A cart that weighs 1.5 kg is accelerating at .12 M/s^2 on a horizontal surface. The cart is being pulled by a weight of 50 grams. Find the coefficiant of friction.

I've been using F=ma so 1.5(.12)=.18N

the weight pulling is equal to .05kg(9.8)=.49N

.49-.18=.31N=Ff Ff=m(Fn) .31=m(1500) m (the coefficient of friction)= .0002

I dont feel like this is the right answer, can anyone see what I'm doing wrong?

2. Nov 16, 2009

### rakbarut

Check your calculation for the normal force...Where did you get 1500 from?

3. Nov 16, 2009

### BlakcDahlia

I thought in Normal force was measured in grams, not kilograms.
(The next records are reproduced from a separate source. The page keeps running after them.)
//! Error types for cache construction.
//!
//! Lookups never fail: a miss is `None`. The only reportable failure is asking
//! for a cache that cannot hold a single entry.

use core::fmt;

/// Result alias for fallible cache construction.
pub type Result<T> = core::result::Result<T, CacheError>;

/// Errors returned when building a cache.
#[derive(Debug, Clone, Copy, PartialEq, Eq)]
pub enum CacheError {
    /// The requested capacity is zero, negative, or does not fit in `usize`.
    InvalidCapacity,
}

impl fmt::Display for CacheError {
    fn fmt(&self, f: &mut fmt::Formatter<'_>) -> fmt::Result {
        match self {
            CacheError::InvalidCapacity => {
                write!(f, "invalid capacity: a cache must hold at least one entry")
            }
        }
    }
}

#[cfg(feature = "std")]
impl std::error::Error for CacheError {}
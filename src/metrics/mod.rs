//! Cache Metrics System
//!
//! Counters describing how a cache is being used. Metrics are reported as a
//! `BTreeMap<String, f64>` so that keys always come out in the same order,
//! which keeps test assertions and log lines reproducible.
//!
//! Recording a metric never changes cache behaviour.

use alloc::collections::BTreeMap;
use alloc::string::{String, ToString};

pub mod lru;

pub use lru::LruCacheMetrics;

/// Counters common to every cache.
#[derive(Debug, Default, Clone, PartialEq, Eq)]
pub struct CoreCacheMetrics {
    /// Total number of lookups (hits + misses).
    pub requests: u64,

    /// Lookups that found their key.
    pub cache_hits: u64,

    /// New keys stored.
    pub insertions: u64,

    /// Writes that overwrote the value of a key already present.
    pub updates: u64,

    /// Entries dropped to make room for a new key.
    pub evictions: u64,

    /// Entries removed explicitly by the caller.
    pub removals: u64,

    /// Entries currently held.
    pub entries: u64,

    /// Maximum number of entries the cache may hold.
    pub capacity: u64,
}

impl CoreCacheMetrics {
    /// Creates zeroed counters for a cache holding at most `capacity` entries.
    pub fn new(capacity: u64) -> Self {
        Self {
            capacity,
            ..Default::default()
        }
    }

    /// Records a lookup that found its key.
    pub fn record_hit(&mut self) {
        self.requests += 1;
        self.cache_hits += 1;
    }

    /// Records a lookup that missed.
    ///
    /// Misses are derived as `requests - cache_hits`.
    pub fn record_miss(&mut self) {
        self.requests += 1;
    }

    /// Records a new entry.
    pub fn record_insertion(&mut self) {
        self.insertions += 1;
        self.entries += 1;
    }

    /// Records an overwrite of an existing entry.
    pub fn record_update(&mut self) {
        self.updates += 1;
    }

    /// Records an entry dropped because the cache was full.
    pub fn record_eviction(&mut self) {
        self.evictions += 1;
        self.entries = self.entries.saturating_sub(1);
    }

    /// Records an entry removed on request.
    pub fn record_removal(&mut self) {
        self.removals += 1;
        self.entries = self.entries.saturating_sub(1);
    }

    /// Records that every entry was dropped at once.
    pub fn record_clear(&mut self) {
        self.removals += self.entries;
        self.entries = 0;
    }

    /// Misses so far.
    pub fn cache_misses(&self) -> u64 {
        self.requests - self.cache_hits
    }

    /// Fraction of lookups that hit, between 0.0 and 1.0.
    pub fn hit_rate(&self) -> f64 {
        if self.requests > 0 {
            self.cache_hits as f64 / self.requests as f64
        } else {
            0.0
        }
    }

    /// Fraction of lookups that missed, between 0.0 and 1.0.
    pub fn miss_rate(&self) -> f64 {
        if self.requests > 0 {
            self.cache_misses() as f64 / self.requests as f64
        } else {
            0.0
        }
    }

    /// How full the cache is, between 0.0 and 1.0.
    pub fn utilization(&self) -> f64 {
        if self.capacity > 0 {
            self.entries as f64 / self.capacity as f64
        } else {
            0.0
        }
    }

    /// Converts the counters to a map with deterministic key order.
    pub fn to_btreemap(&self) -> BTreeMap<String, f64> {
        let mut metrics = BTreeMap::new();

        // Counters
        metrics.insert("cache_hits".to_string(), self.cache_hits as f64);
        metrics.insert("cache_misses".to_string(), self.cache_misses() as f64);
        metrics.insert("evictions".to_string(), self.evictions as f64);
        metrics.insert("insertions".to_string(), self.insertions as f64);
        metrics.insert("removals".to_string(), self.removals as f64);
        metrics.insert("requests".to_string(), self.requests as f64);
        metrics.insert("updates".to_string(), self.updates as f64);

        // Occupancy
        metrics.insert("capacity".to_string(), self.capacity as f64);
        metrics.insert("entries".to_string(), self.entries as f64);
        metrics.insert("utilization".to_string(), self.utilization());

        // Rates (0.0 to 1.0)
        metrics.insert("hit_rate".to_string(), self.hit_rate());
        metrics.insert("miss_rate".to_string(), self.miss_rate());

        if self.requests > 0 {
            metrics.insert(
                "eviction_rate".to_string(),
                self.evictions as f64 / self.requests as f64,
            );
        }

        metrics
    }
}

/// Uniform metrics reporting for cache implementations.
pub trait CacheMetrics {
    /// Returns all metrics as key-value pairs, keys sorted alphabetically.
    fn metrics(&self) -> BTreeMap<String, f64>;

    /// Short name identifying the eviction algorithm (e.g. `"LRU"`).
    fn algorithm_name(&self) -> &'static str;
}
That may be where I went wrong. So the proper equation should be .31/1.5=.2? That seems pretty simple and for some reason feel like I've messed up somewhere else but if that's all that I seem to have done wrong then thanks!

4. Nov 16, 2009

### rakbarut

Again make sure all your calculations are correct...If the Ff = .31 N and the mass of the object is 1.5 kg use the equation µmg=Ff to solve for µ. I think you understand the concepts, just make sure you are doing the algebra correctly...

5. Nov 17, 2009

### Redbelly98

Staff Emeritus
Forces are measured in Newtons. Grams and kilograms are used for mass, not force.